*Task data*:
-- -- --
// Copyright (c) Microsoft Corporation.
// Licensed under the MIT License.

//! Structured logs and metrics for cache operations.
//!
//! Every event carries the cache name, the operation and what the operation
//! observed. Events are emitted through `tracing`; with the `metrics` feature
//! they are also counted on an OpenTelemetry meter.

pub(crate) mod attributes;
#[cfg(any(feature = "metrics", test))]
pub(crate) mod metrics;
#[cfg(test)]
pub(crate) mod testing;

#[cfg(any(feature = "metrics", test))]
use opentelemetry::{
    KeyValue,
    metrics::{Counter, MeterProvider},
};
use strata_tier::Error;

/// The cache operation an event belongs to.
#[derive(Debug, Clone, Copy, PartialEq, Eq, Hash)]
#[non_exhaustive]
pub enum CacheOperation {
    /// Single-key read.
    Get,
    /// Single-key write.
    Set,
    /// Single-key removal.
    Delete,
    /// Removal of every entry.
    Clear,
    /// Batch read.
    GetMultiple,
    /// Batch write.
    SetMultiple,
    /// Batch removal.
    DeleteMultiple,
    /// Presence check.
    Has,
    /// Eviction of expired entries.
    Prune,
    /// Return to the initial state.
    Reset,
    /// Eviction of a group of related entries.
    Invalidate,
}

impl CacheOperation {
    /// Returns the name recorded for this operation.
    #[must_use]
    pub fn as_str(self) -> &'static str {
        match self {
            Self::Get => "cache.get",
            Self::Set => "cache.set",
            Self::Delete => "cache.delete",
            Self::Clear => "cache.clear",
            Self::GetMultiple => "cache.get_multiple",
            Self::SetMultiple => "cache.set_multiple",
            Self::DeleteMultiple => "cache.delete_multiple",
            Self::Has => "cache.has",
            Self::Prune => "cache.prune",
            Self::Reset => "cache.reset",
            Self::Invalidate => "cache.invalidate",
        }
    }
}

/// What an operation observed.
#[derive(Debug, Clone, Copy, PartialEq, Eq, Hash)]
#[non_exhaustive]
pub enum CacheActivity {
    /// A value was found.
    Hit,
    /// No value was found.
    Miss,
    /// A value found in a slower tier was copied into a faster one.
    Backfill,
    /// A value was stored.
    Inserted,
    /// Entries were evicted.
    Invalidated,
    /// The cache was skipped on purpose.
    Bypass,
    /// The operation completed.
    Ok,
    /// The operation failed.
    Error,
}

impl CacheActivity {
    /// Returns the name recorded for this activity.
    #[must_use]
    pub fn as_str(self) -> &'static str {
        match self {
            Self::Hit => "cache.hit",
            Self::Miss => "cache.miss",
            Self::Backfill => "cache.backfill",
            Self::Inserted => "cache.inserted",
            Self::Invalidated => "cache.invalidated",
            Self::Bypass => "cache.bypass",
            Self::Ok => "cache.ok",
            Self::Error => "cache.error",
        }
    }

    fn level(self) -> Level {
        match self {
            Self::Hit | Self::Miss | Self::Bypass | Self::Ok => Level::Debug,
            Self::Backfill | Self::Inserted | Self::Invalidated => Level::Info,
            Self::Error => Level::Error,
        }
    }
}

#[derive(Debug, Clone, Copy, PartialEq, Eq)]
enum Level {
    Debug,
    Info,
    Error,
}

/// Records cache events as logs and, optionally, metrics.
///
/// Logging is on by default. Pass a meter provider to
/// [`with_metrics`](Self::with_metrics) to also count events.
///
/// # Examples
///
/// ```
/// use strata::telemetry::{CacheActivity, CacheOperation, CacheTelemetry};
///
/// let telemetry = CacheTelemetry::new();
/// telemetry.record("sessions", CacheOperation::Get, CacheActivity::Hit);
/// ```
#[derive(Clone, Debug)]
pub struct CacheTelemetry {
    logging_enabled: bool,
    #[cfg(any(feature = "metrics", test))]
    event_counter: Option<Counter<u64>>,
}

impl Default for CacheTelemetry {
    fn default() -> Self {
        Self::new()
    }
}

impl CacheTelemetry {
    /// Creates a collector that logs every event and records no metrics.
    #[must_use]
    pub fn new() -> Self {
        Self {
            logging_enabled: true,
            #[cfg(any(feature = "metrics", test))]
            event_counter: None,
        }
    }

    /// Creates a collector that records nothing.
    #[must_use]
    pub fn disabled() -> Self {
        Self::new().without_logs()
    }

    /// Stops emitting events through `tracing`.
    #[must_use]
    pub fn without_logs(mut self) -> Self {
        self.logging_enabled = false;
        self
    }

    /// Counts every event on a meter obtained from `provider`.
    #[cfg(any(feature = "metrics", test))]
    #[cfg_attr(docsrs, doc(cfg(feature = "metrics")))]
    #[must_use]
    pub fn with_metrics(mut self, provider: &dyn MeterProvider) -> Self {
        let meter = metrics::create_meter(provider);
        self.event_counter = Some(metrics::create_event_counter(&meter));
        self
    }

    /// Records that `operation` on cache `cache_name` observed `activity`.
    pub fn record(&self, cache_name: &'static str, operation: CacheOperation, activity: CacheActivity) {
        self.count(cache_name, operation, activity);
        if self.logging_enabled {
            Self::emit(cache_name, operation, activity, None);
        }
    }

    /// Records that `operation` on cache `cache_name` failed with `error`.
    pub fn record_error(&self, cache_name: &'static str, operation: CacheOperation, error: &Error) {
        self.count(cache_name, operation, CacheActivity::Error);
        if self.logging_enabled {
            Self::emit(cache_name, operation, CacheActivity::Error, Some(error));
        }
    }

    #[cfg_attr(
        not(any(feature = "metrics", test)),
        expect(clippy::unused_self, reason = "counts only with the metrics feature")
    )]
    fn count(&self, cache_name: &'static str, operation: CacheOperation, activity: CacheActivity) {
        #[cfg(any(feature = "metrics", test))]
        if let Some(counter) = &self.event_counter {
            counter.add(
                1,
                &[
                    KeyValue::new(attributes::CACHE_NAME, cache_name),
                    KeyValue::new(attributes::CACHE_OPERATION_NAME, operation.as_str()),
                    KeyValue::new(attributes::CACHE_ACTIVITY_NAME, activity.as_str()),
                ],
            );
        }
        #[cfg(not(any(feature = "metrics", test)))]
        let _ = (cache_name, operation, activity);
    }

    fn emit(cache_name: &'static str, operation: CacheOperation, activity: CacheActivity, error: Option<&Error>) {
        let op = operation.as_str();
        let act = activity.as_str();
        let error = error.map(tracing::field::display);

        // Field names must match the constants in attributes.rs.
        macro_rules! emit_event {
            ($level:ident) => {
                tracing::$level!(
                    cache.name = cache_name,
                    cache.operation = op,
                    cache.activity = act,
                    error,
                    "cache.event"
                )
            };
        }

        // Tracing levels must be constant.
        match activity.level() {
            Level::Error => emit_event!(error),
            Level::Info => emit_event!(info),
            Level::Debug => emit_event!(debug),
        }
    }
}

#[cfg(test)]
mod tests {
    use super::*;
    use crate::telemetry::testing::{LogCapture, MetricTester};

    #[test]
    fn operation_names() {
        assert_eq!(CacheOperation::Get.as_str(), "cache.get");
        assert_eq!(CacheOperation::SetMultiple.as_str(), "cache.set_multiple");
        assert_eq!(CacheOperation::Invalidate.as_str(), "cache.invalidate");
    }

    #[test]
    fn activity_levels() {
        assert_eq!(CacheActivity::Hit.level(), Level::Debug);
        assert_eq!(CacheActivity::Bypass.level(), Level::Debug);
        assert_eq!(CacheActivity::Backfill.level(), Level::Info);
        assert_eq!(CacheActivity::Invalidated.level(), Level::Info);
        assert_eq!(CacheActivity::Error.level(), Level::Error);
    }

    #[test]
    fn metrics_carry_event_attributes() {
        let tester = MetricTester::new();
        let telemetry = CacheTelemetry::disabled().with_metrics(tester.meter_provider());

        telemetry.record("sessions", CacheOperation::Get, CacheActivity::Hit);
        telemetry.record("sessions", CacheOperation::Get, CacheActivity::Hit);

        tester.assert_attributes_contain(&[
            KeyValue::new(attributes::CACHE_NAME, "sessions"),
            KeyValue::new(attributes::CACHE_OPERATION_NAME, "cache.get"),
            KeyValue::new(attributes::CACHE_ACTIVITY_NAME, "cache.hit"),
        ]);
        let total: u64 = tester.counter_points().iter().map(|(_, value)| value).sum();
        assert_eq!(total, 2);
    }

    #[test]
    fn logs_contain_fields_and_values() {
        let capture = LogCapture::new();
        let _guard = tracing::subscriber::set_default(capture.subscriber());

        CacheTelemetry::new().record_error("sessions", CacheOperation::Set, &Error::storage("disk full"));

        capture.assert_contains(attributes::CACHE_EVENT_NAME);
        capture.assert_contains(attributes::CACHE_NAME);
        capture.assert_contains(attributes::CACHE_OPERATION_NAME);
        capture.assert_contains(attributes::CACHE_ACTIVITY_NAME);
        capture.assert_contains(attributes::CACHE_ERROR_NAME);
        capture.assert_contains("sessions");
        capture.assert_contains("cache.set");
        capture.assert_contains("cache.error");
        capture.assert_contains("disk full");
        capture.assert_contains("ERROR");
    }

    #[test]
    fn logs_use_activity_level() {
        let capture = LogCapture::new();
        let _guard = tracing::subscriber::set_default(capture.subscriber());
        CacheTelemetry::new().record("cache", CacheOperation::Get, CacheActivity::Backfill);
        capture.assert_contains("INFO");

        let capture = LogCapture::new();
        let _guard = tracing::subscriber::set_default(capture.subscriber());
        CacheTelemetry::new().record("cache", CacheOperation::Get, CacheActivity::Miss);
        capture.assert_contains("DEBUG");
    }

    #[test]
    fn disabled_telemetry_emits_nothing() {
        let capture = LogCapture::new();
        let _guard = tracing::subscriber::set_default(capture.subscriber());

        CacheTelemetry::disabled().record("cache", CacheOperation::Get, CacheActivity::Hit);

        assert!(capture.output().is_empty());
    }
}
-- -- --
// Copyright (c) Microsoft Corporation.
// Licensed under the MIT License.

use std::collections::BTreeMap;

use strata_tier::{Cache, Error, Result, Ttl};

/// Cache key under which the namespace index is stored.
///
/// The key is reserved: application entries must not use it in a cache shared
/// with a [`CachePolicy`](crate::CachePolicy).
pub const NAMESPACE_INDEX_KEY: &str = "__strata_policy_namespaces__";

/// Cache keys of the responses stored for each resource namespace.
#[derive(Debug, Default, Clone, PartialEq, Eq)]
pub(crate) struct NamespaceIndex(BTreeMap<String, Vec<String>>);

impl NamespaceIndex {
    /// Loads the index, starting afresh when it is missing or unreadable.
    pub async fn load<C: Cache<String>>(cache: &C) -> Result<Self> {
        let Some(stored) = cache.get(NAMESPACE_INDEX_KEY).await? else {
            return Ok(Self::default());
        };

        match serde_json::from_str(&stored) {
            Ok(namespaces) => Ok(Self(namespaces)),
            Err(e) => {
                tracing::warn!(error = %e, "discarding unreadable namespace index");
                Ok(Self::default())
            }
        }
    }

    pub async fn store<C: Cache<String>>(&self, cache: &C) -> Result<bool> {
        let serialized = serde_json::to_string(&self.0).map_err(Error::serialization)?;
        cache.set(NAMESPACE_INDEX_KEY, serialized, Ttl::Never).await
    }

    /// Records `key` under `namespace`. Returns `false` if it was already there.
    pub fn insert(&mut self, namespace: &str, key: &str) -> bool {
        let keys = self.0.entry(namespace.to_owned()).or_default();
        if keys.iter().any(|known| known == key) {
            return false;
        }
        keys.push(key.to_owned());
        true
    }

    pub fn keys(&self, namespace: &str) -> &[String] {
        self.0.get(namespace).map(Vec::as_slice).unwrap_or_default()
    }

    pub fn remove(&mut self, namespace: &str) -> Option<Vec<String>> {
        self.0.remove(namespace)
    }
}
-- -- --
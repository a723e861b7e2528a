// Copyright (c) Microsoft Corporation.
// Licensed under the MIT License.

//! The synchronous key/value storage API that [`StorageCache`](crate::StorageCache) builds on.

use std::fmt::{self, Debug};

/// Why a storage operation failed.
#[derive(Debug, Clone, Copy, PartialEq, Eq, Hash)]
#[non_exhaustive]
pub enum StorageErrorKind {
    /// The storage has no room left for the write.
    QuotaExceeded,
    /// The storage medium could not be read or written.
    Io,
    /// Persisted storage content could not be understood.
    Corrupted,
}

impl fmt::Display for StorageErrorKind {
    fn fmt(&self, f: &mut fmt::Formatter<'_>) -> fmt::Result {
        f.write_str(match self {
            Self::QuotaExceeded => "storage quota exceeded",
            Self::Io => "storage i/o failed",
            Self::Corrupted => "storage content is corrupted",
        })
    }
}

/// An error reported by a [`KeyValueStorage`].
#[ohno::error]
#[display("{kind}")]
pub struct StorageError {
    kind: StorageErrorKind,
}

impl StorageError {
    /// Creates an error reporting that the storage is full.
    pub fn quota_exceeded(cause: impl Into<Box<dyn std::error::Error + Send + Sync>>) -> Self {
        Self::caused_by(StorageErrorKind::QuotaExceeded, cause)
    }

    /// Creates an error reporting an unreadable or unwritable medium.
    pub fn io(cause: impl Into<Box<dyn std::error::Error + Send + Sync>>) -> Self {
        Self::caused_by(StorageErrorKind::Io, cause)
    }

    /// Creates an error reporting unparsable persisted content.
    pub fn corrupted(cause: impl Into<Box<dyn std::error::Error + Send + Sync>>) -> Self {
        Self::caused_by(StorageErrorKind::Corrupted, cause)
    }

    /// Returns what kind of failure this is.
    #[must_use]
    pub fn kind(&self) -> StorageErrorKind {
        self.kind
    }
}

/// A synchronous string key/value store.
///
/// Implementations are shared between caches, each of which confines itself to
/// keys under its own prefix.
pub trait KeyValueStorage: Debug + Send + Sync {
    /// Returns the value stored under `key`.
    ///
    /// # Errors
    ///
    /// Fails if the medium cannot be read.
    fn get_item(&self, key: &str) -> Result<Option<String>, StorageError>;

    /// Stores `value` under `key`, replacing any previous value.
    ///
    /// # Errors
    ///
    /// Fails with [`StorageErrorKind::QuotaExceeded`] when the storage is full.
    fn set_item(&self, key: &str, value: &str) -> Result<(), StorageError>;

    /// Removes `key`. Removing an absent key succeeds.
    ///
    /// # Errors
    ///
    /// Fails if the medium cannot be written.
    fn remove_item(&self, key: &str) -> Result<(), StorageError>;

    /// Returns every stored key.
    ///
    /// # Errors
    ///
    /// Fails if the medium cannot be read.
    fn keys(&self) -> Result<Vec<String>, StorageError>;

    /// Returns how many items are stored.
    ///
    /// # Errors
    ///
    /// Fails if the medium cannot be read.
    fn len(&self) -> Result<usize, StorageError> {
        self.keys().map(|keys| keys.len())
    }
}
-- -- --
*Assignment*: If a line in the entries above contains the word "Single", copy it.

*Answer box*:
    /// Single-key read.
    /// Single-key write.
    /// Single-key removal.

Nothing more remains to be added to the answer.